The hearing set out to examine the current cybersecurity threats facing the aviation sector, and explore ways in which the industry is looking at cyber security in general. The objective was for Congress to find ways that the Department of Homeland Security can provide better assistance in bolstering the overall cyber security of the aviation ecosystem. Porter was joined by Jeffrey Troy, Executive Director, Aviation Information Sharing & Analysis Center and Michael Stephens, Executive VP, IT and General Counsel, Tampa International Airport.

Porter introduced FireEye by explaining that the company supports the aviation sector in the US by protecting the Transportation Security Administration with both email and web inspection, managed by the DHS Enterprise Security Operations Center. The FAA also utilizes FireEye's intelligence reporting and also uses its malware analysis tool to help prevent and detect future cyber attacks.

"The thing to keep in mind is that any foothold that any adversary gets into a system that’s used for cyber espionage, which is widespread and everyone does it, that can easily be turned into an attack."

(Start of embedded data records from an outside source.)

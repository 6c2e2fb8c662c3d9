use crate::config::Config;
use crate::error::AppError;
use crate::{auth::jwt::verify_token, model::role::Role, models::TokenType};
use actix_web::{FromRequest, HttpMessage, HttpRequest, dev::Payload, web::Data};
use futures::future::{Ready, ready};

#[derive(Debug, Clone)]
pub struct AuthUser {
    pub user_id: u64,
    pub email: String,
    pub role: Role,
}

fn bearer_token(req: &HttpRequest) -> Option<&str> {
    req.headers()
        .get("Authorization")
        .and_then(|h| h.to_str().ok())
        .and_then(|h| h.strip_prefix("Bearer "))
}

fn authenticate(req: &HttpRequest) -> Result<AuthUser, AppError> {
    // the middleware already decoded the token for protected scopes
    if let Some(user) = req.extensions().get::<AuthUser>() {
        return Ok(user.clone());
    }

    let token = bearer_token(req).ok_or_else(|| AppError::Unauthorized("Missing token".into()))?;

    let config = req
        .app_data::<Data<Config>>()
        .ok_or_else(|| AppError::Internal("Config missing".into()))?;

    let claims = verify_token(token, &config.jwt_secret)
        .map_err(|_| AppError::Unauthorized("Invalid token".into()))?;

    if claims.token_type != TokenType::Access {
        return Err(AppError::Unauthorized("Access token required".into()));
    }

    let role =
        Role::from_id(claims.role).ok_or_else(|| AppError::Unauthorized("Invalid role".into()))?;

    Ok(AuthUser {
        user_id: claims.user_id,
        email: claims.sub,
        role,
    })
}

impl FromRequest for AuthUser {
    type Error = AppError;
    type Future = Ready<Result<Self, Self::Error>>;

    fn from_request(req: &HttpRequest, _: &mut Payload) -> Self::Future {
        ready(authenticate(req))
    }
}

impl AuthUser {
    pub fn require_leader(&self) -> Result<(), AppError> {
        if self.role == Role::Leader {
            Ok(())
        } else {
            Err(AppError::forbidden("Leader only"))
        }
    }

    pub fn require_intern(&self) -> Result<(), AppError> {
        if self.role == Role::Intern {
            Ok(())
        } else {
            Err(AppError::forbidden("Intern only"))
        }
    }

    pub fn is_leader(&self) -> bool {
        self.role == Role::Leader
    }
}
//! Error types surfaced by `flt` operations.

use std::path::PathBuf;

use thiserror::Error;

use crate::{android::BuildVariant, process::ProcessError};

/// Fatal conditions reported by the build and install workflows.
///
/// Every variant maps to a single user-facing message. [`FltError::notes`] adds
/// the remediation hints the terminal prints below the error line.
#[derive(Debug, Error)]
pub enum FltError {
    #[error("{} is not a Flutter project directory", dir.display())]
    NotFlutterProject { dir: PathBuf },

    #[error("`adb` not found or not working")]
    AdbUnavailable {
        #[source]
        source: Option<ProcessError>,
    },

    #[error("`flutter` not found on PATH")]
    FlutterUnavailable,

    #[error("unsupported build type: {value}")]
    UnsupportedBuildType { value: String },

    #[error("APK file does not exist: {}", path.display())]
    ApkFileMissing { path: PathBuf },

    #[error("no {variant} APK found (name prefix: {prefix})")]
    ApkNotFound {
        variant: BuildVariant,
        prefix: String,
    },

    #[error("no connected Android devices found")]
    NoDevicesConnected,

    #[error("device {device} is not connected")]
    DeviceNotConnected {
        device: String,
        available: Vec<String>,
    },

    #[error("failed to list Android devices")]
    DeviceQuery(#[source] ProcessError),

    #[error("Flutter build failed")]
    BuildFailed(#[source] ProcessError),

    #[error("built APK not found: {}", path.display())]
    BuiltApkMissing { path: PathBuf },

    #[error("failed to rename {} to {}", from.display(), to.display())]
    Rename {
        from: PathBuf,
        to: PathBuf,
        #[source]
        source: std::io::Error,
    },

    #[error("failed to install APK on {device}")]
    InstallFailed {
        device: String,
        #[source]
        source: ProcessError,
    },

    #[error("failed to read {}", path.display())]
    ConfigRead {
        path: PathBuf,
        #[source]
        source: std::io::Error,
    },

    #[error("invalid configuration in {}", path.display())]
    InvalidConfig {
        path: PathBuf,
        #[source]
        source: toml::de::Error,
    },
}

impl FltError {
    /// Remediation hints shown after the error message.
    #[must_use]
    pub fn notes(&self) -> Vec<String> {
        match self {
            Self::NotFlutterProject { .. } => {
                vec!["Run this command from the root of a Flutter project (where pubspec.yaml lives).".to_string()]
            }
            Self::AdbUnavailable { .. } => vec![
                "Install the Android SDK platform-tools and make sure `adb` is on PATH.".to_string(),
                "Alternatively point FLT_ADB at the adb executable.".to_string(),
            ],
            Self::FlutterUnavailable => vec![
                "Install the Flutter SDK and make sure `flutter` is on PATH.".to_string(),
                "Alternatively point FLT_FLUTTER at the flutter executable.".to_string(),
            ],
            Self::UnsupportedBuildType { .. } => {
                vec!["Supported build types: debug, release".to_string()]
            }
            Self::ApkNotFound { variant, prefix } => vec![
                "Build the APK first or pass an explicit path with --file.".to_string(),
                format!("Build command: {}", build_command_hint(*variant, prefix)),
            ],
            Self::NoDevicesConnected => vec![
                "Make sure the device is connected with USB debugging enabled.".to_string(),
                "Make sure the device has authorized this computer.".to_string(),
            ],
            Self::DeviceNotConnected { available, .. } => {
                let mut notes = vec!["Available devices:".to_string()];
                notes.extend(available.iter().map(|id| format!("  • {id}")));
                notes
            }
            _ => Vec::new(),
        }
    }
}

/// The `flt` invocation that produces the APK the resolver looks for.
#[must_use]
pub fn build_command_hint(variant: BuildVariant, prefix: &str) -> String {
    let mut command = String::from("flt android build");
    if variant == BuildVariant::Release {
        command.push_str(" --release");
    }
    if prefix != crate::android::DEFAULT_NAME_PREFIX {
        command.push_str(" --name ");
        command.push_str(prefix);
    }
    command
}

He went on to share FireEye's perspective responding to breaches in the aviation sector and, from intelligence collected, on anticipated forthcoming threats in this, one of the most targeted sectors for cyberattacks. The main areas of concern – based on intelligence on actual activity by hostile actors – were cited:

Graphic Cyber Espionage Graphic

1. Cyberespionage

Nation-sponsored or endorsed actors - including those from China, Russia, and more recently Iran - routinely seek to steal industrial secrets from manufacturers, researchers, designers, and operators of both military and cutting-edge civilian aircraft by targeting the US or its close allies via computer network operations.

All three countries also routinely target ticketing and traveller data, shipping schedules and manifests - as well as partner industries such as railways and accommodation providers - as they gather counterintelligence data on travellers who could be from the worlds of industry, government, media or other VIPs of interest.

2. Economic threats to sector and passengers

Porter highlighted three principal ongoing threats to economic well-being:

  • For years, airlines and third-party ticket sellers have been compromised to facilitate the re-sale of illicit tickets for profit in underground forums.
  • Exploiting the trust placed in them by their customers, airlines are frequently the targets of theft of a wide variety of sensitive personal data.
  • FireEye devices have detected a sharp increase in the use of ransomware to temporarily disable ticketing and support operations, with cyber criminals cognizant that carriers and airports will avoid disruption at all costs.
Graphic Economic Threat Graphic
Graphic Hactivism Graphic

3. Hacktivism

Airports in the US, Europe, the Middle East and South East Asia have had their websites defaced or disrupted, principally by non-state actors seeking to draw attention to a particular political, social or moral cause. This can lead to passengers fearing that they or a loved one may be at risk of a terrorist attack or hijacking, whereas in reality, the compromised systems have no relationship with flight operations ... unless such disruptive activity is perpetrated by cyber criminals who have affiliations with terrorist groups.

In a limited number of cases, such hacks have caused flight delays and other damaging disruption, impacting both revenues and reputation.

Porter emphasized that FireEye looks forward to working alongside the DHS to strengthen the partnership between the public and private sectors and share best practices to thwart future attacks.